Lament is the articulation of pain and at its most raw I imagine it would be expressed as a groan and right now if this is where you’re at then you’re not alone, the whole of creation groans with you.
Romans 8:22-24 talks about the whole of creation groaning as in the pain of childbirth – I know this illustration is a painful one to swallow for those who wish they could experience the pain of childbirth. But I believe the yearning and groaning of those who never gave birth is equally as visceral as the experience of childbirth, plus it goes on a hell of a lot longer than any birthing story I’ve ever heard of. My conversation with my window cleaner and so many other people this month is a reminder that this groaning of creation is still a very present reality. Lament is the articulation of pain and at its most raw I imagine it would be expressed as a groan and right now if this is where you’re at then you’re not alone, the whole of creation groans with you.
Somehow we’ve become lost in the idea of who Christmas is for. Now I love a good cheesy Christmas film and singing along with all the classic Christmas tunes that have been playing non-stop in every public space since some time in November. But if we’re honest the message of most Christmas films and songs tell you that it’s bad to be alone this Christmas and it’s less than ideal if you’re single or childless. I was chatting to a lady in a car park yesterday and she told me ‘Christmas is really all about the kids’. I love to see the excitement kids have as they count down how many sleeps until Christmas, we had an awesome Christmas celebration service at church on Sunday involving a lot of chocolate and the kids (and adults) loved it. (I was also really glad I wouldn’t be around later on in the day when all the kids had a melt down following their excessive sugar intake). But Christmas isn’t just for kids, it’s not just for loved up couples or large families, or those whose are amazing cooks or whose homes look like the front of a Good Housekeeping catalogue.
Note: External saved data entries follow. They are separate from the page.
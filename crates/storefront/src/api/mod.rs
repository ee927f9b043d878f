//! # Storefront API
//!
//! The two remote calls the shop makes: read the catalog and create an order. Actors
//! reach the network only through [`StorefrontApi`], so tests can substitute a scripted
//! implementation for [`HttpStorefrontApi`].
use crate::model::{OrderPayload, OrderReceipt, Product};
use async_trait::async_trait;
use std::sync::Arc;
use thiserror::Error;

pub mod http;

pub use http::HttpStorefrontApi;

/// Transport-level failures.
#[derive(Debug, Error)]
pub enum ApiError {
    #[error("Request failed: {0}")]
    Http(#[from] reqwest::Error),

    #[error("HTTP error: status {0}")]
    Status(u16),

    #[error("Malformed response: {0}")]
    Decode(String),
}

#[async_trait]
pub trait StorefrontApi: Send + Sync {
    /// `GET <products_url>`.
    async fn fetch_products(&self) -> Result<Vec<Product>, ApiError>;

    /// `POST <order_url>`. Any response whose body parses is a receipt, whatever its status.
    async fn place_order(&self, payload: &OrderPayload) -> Result<OrderReceipt, ApiError>;
}

pub type SharedApi = Arc<dyn StorefrontApi>;
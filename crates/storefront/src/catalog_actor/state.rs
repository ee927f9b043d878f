//! [`ActorState`] implementation backing the catalog.
use super::{CatalogError, CatalogEvent, CatalogReply, CatalogRequest, CatalogStatus};
use crate::api::SharedApi;
use storefront_actor::{ActorState, Mailbox, Responder};
use async_trait::async_trait;
use tracing::{debug, info, warn};

/// Holds the catalog and the callers waiting for it to settle.
#[derive(Debug)]
pub struct CatalogState {
    status: CatalogStatus,
    waiting: Vec<Responder<CatalogReply>>,
}

impl Default for CatalogState {
    fn default() -> Self {
        Self::new()
    }
}

impl CatalogState {
    pub fn new() -> Self {
        Self {
            status: CatalogStatus::Loading,
            waiting: Vec::new(),
        }
    }

    fn products(&self) -> Result<CatalogReply, CatalogError> {
        match &self.status {
            CatalogStatus::Ready(products) => Ok(CatalogReply::Products(products.clone())),
            CatalogStatus::Loading => Err(CatalogError::Loading),
            CatalogStatus::Failed(reason) => Err(CatalogError::Unavailable(reason.clone())),
        }
    }

    fn find(&self, id: &crate::model::ProductId) -> Result<CatalogReply, CatalogError> {
        let CatalogReply::Products(products) = self.products()? else {
            return Err(CatalogError::Loading);
        };
        products
            .iter()
            .find(|product| &product.id == id)
            .cloned()
            .map(CatalogReply::Product)
            .ok_or_else(|| CatalogError::NotFound(id.to_string()))
    }
}

#[async_trait]
impl ActorState for CatalogState {
    type Request = CatalogRequest;
    type Reply = CatalogReply;
    type Event = CatalogEvent;
    type Context = SharedApi;
    type Error = CatalogError;

    /// Starts the one and only catalog fetch.
    async fn on_start(&mut self, api: &SharedApi, mailbox: &Mailbox<Self>) -> Result<(), CatalogError> {
        let api = api.clone();
        let mailbox = mailbox.clone();
        tokio::spawn(async move {
            let result = api.fetch_products().await;
            if mailbox.post(CatalogEvent::Loaded(result)).await.is_err() {
                debug!("Catalog actor gone before the fetch finished");
            }
        });
        info!("Catalog fetch started");
        Ok(())
    }

    async fn handle_request(
        &mut self,
        request: CatalogRequest,
        responder: Responder<CatalogReply>,
        _api: &SharedApi,
        _mailbox: &Mailbox<Self>,
    ) {
        match request {
            CatalogRequest::Status => {
                responder.ok(CatalogReply::Status(self.status.clone()));
            }
            CatalogRequest::Settled if self.status.is_loading() => self.waiting.push(responder),
            CatalogRequest::Settled => {
                responder.ok(CatalogReply::Status(self.status.clone()));
            }
            CatalogRequest::Products => {
                let _ = match self.products() {
                    Ok(reply) => responder.ok(reply),
                    Err(e) => responder.err(e),
                };
            }
            CatalogRequest::Find(id) => {
                let _ = match self.find(&id) {
                    Ok(reply) => responder.ok(reply),
                    Err(e) => responder.err(e),
                };
            }
        }
    }

    async fn handle_event(&mut self, event: CatalogEvent, _api: &SharedApi, _mailbox: &Mailbox<Self>) {
        let CatalogEvent::Loaded(result) = event;
        if !self.status.is_loading() {
            warn!("Ignoring a second catalog load");
            return;
        }
        self.status = match result {
            Ok(products) => {
                info!(count = products.len(), "Catalog ready");
                CatalogStatus::Ready(products.into())
            }
            Err(e) => {
                warn!(error = %e, "Catalog fetch failed");
                CatalogStatus::Failed(e.to_string())
            }
        };
        for responder in self.waiting.drain(..) {
            responder.ok(CatalogReply::Status(self.status.clone()));
        }
    }

    fn on_stop(&mut self) {
        debug!(waiting = self.waiting.len(), "Catalog actor stopping");
    }
}

#[cfg(test)]
mod tests {
    use super::*;
    use crate::model::{Product, ProductId};
    use rust_decimal::Decimal;

    fn ready() -> CatalogState {
        let mut state = CatalogState::new();
        state.status = CatalogStatus::Ready(
            vec![
                Product::new(1, "Kurti", Decimal::from(850), 3),
                Product::new(2, "Saree", Decimal::from(1200), 10),
            ]
            .into(),
        );
        state
    }

    #[test]
    fn test_find_in_ready_catalog() {
        let state = ready();
        match state.find(&ProductId::from(2)) {
            Ok(CatalogReply::Product(product)) => assert_eq!(product.name, "Saree"),
            other => panic!("unexpected: {other:?}"),
        }
        assert_eq!(
            state.find(&ProductId::from(9)).unwrap_err(),
            CatalogError::NotFound("9".into())
        );
    }

    #[test]
    fn test_products_before_and_after_failure() {
        let mut state = CatalogState::new();
        assert_eq!(state.products().unwrap_err(), CatalogError::Loading);

        state.status = CatalogStatus::Failed("HTTP error: status 500".into());
        assert_eq!(
            state.find(&ProductId::from(1)).unwrap_err(),
            CatalogError::Unavailable("HTTP error: status 500".into())
        );
    }
}
//! # Observability & Tracing
//!
//! [`setup_tracing`] installs the process-wide `tracing` subscriber used by every actor and
//! client in the workspace.
//!
//! ## Configuration
//!
//! - **Structured logging** with the `tracing` crate
//! - **Configurable log levels** via the `RUST_LOG` environment variable
//! - **Compact format** with the module prefix hidden (`with_target(false)`); actors log
//!   their `state_type` field instead
//!
//! ```bash
//! # Lifecycle and state transitions
//! RUST_LOG=info cargo run -- products
//!
//! # Every request/event with its payload
//! RUST_LOG=debug cargo run -- order 17 --phone 01700000000 --address "Dhaka"
//! ```
//!
//! ## What Gets Traced
//!
//! - **Actor Lifecycle**: startup and shutdown of each state actor
//! - **Messages**: every request and event at `debug`, with the `?` (Debug) field syntax
//! - **Client calls**: `#[instrument]` spans around the domain client methods
//! - **Errors**: failed hooks and transport errors at `warn`

/// Installs a compact `fmt` subscriber filtered by `RUST_LOG`.
///
/// Calling it more than once is harmless; later calls leave the first subscriber in place.
pub fn setup_tracing() {
    let installed = tracing_subscriber::fmt()
        .with_env_filter(tracing_subscriber::EnvFilter::from_default_env())
        .with_target(false)
        .compact()
        .try_init();
    if installed.is_err() {
        tracing::debug!("Tracing subscriber already installed");
    }
}
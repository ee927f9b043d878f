//! # Order Client
//!
//! Provides a high‑level API for interacting with the Order actor.
//! It wraps a `StateClient<OrderState>`; every method maps onto one workflow operation.
use crate::model::{OrderResult, Product};
use crate::order_actor::{OrderDraft, OrderError, OrderReply, OrderRequest, OrderSnapshot, OrderState, Quantity};
use async_trait::async_trait;
use rust_decimal::Decimal;
use std::sync::Arc;
use storefront_actor::{ActorClient, FrameworkError, StateClient};
use tracing::{debug, info, instrument};

/// Client for interacting with the Order actor.
#[derive(Clone)]
pub struct OrderClient {
    inner: StateClient<OrderState>,
}

impl OrderClient {
    pub fn new(inner: StateClient<OrderState>) -> Self {
        Self { inner }
    }

    /// Starts a fresh draft for `product`, discarding the previous one.
    #[instrument(skip(self, product), fields(product = %product.id))]
    pub async fn select(&self, product: Product) -> Result<OrderDraft, OrderError> {
        match self.call(OrderRequest::Select(Arc::new(product))).await? {
            OrderReply::Draft(draft) => Ok(draft),
            other => Err(unexpected(other)),
        }
    }

    #[instrument(skip(self))]
    pub async fn open_order_form(&self) -> Result<(), OrderError> {
        self.done(OrderRequest::OpenForm).await
    }

    #[instrument(skip(self))]
    pub async fn close(&self) -> Result<(), OrderError> {
        self.done(OrderRequest::Close).await
    }

    pub async fn set_quantity(&self, quantity: i64) -> Result<(), OrderError> {
        self.done(OrderRequest::SetQuantity(Quantity::Value(quantity))).await
    }

    /// Sets the quantity from raw field text; text that is not a number is kept as such.
    pub async fn set_quantity_text(&self, text: &str) -> Result<(), OrderError> {
        self.done(OrderRequest::SetQuantity(Quantity::parse(text))).await
    }

    pub async fn set_phone(&self, phone: impl Into<String>) -> Result<(), OrderError> {
        self.done(OrderRequest::SetPhone(phone.into())).await
    }

    pub async fn set_address(&self, address: impl Into<String>) -> Result<(), OrderError> {
        self.done(OrderRequest::SetAddress(address.into())).await
    }

    /// Amount to collect on delivery; `None` while the quantity is not a number.
    #[instrument(skip(self))]
    pub async fn total(&self) -> Result<Option<Decimal>, OrderError> {
        match self.call(OrderRequest::Total).await? {
            OrderReply::Total(total) => Ok(total),
            other => Err(unexpected(other)),
        }
    }

    /// Submits the current draft and waits for the outcome.
    #[instrument(skip(self))]
    pub async fn submit(&self) -> Result<OrderResult, OrderError> {
        info!("Submitting order");
        match self.call(OrderRequest::Submit).await? {
            OrderReply::Submitted(result) => {
                debug!(?result, "Submission answered");
                Ok(result)
            }
            other => Err(unexpected(other)),
        }
    }

    pub async fn snapshot(&self) -> Result<OrderSnapshot, OrderError> {
        match self.call(OrderRequest::Snapshot).await? {
            OrderReply::Snapshot(snapshot) => Ok(snapshot),
            other => Err(unexpected(other)),
        }
    }

    async fn done(&self, request: OrderRequest) -> Result<(), OrderError> {
        match self.call(request).await? {
            OrderReply::Done => Ok(()),
            other => Err(unexpected(other)),
        }
    }
}

fn unexpected(reply: OrderReply) -> OrderError {
    OrderError::ActorCommunicationError(format!("unexpected reply: {reply:?}"))
}

#[async_trait]
impl ActorClient<OrderState> for OrderClient {
    type Error = OrderError;

    fn inner(&self) -> &StateClient<OrderState> {
        &self.inner
    }

    fn map_error(e: FrameworkError) -> Self::Error {
        e.downcast_state::<OrderError>()
            .unwrap_or_else(|e| OrderError::ActorCommunicationError(e.to_string()))
    }
}

#[cfg(test)]
mod tests {
    use super::*;
    use storefront_actor::mock::{create_mock_client, expect_request, MockClient};

    #[tokio::test]
    async fn test_quantity_text_is_parsed_before_sending() {
        let (client, mut receiver) = create_mock_client::<OrderState>(10);
        let orders = OrderClient::new(client);

        let task = tokio::spawn(async move { orders.set_quantity_text("abc").await });

        let (request, responder) = expect_request(&mut receiver)
            .await
            .expect("Expected SetQuantity");
        assert!(matches!(request, OrderRequest::SetQuantity(Quantity::NotANumber)));
        responder.send(Ok(OrderReply::Done)).unwrap();

        task.await.unwrap().unwrap();
    }

    #[tokio::test]
    async fn test_submit_unwraps_result() {
        let mut mock = MockClient::<OrderState>::new();
        mock.expect_request()
            .matching(|request| matches!(request, OrderRequest::Submit))
            .return_ok(OrderReply::Submitted(OrderResult::failure("Out of stock")));
        mock.expect_request()
            .matching(|request| matches!(request, OrderRequest::Submit))
            .return_err(FrameworkError::StateError(Box::new(OrderError::SubmissionInFlight)));

        let orders = OrderClient::new(mock.client());
        assert_eq!(orders.submit().await, Ok(OrderResult::failure("Out of stock")));
        assert_eq!(orders.submit().await, Err(OrderError::SubmissionInFlight));
        mock.verify();
    }

    #[tokio::test]
    async fn test_dropped_reply_is_a_communication_error() {
        let (client, mut receiver) = create_mock_client::<OrderState>(10);
        let orders = OrderClient::new(client);

        let task = tokio::spawn(async move { orders.total().await });
        let (_request, responder) = expect_request(&mut receiver).await.unwrap();
        drop(responder);

        assert!(matches!(
            task.await.unwrap(),
            Err(OrderError::ActorCommunicationError(_))
        ));
    }
}
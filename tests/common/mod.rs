//! Common test infrastructure
//!
//! Tests should only import from this module, not from internal submodules.
//!
//! # Example
//!
//! ```no_run
//! mod common;
//! use common::{TestServer, TestClient, SAUVAGE_ID};
//! use reqwest::StatusCode;
//!
//! #[tokio::test]
//! async fn test_get_fragrance() {
//!     let server = TestServer::spawn().await;
//!     let client = TestClient::authenticated(server.base_url.clone()).await;
//!
//!     let response = client.get_fragrance(SAUVAGE_ID).await;
//!     assert_eq!(response.status(), StatusCode::OK);
//! }
//! ```

mod client;
mod constants;
mod server;

// Public API - this is what tests import
#[allow(unused_imports)]
pub use client::TestClient;
#[allow(unused_imports)]
pub use constants::*;
#[allow(unused_imports)]
pub use server::TestServer;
Luke’s gospel begins with songs of praise to God, but they’re not sung by someone who looks like Mariah Carey
Christmas was never designed to be something so many people dread. It was never meant to be a season that made your pain worse or pointed out where your life doesn’t measure up. The birth of Jesus itself was received with so much joy by those who had spent so much of their lives groaning. Luke’s gospel begins with songs of praise to God, but they’re not sung by someone who looks like Mariah Carey or has just had a promotion and bought a holiday home by the sea. These words of praise come from the mouths of an old barren couple, a young women with little to her name whose reputation is about to thrown into disrepute and a heavenly host of angels. There’s a line from one of my favourite carols O Holy Night, that articulates this upside down celebration so beautifully as it declares ‘A thrill of hope the weary world rejoices ‘ (I’ve posted the lyrics at the bottom of this post for you to read them slowly and let them inhabit your soul).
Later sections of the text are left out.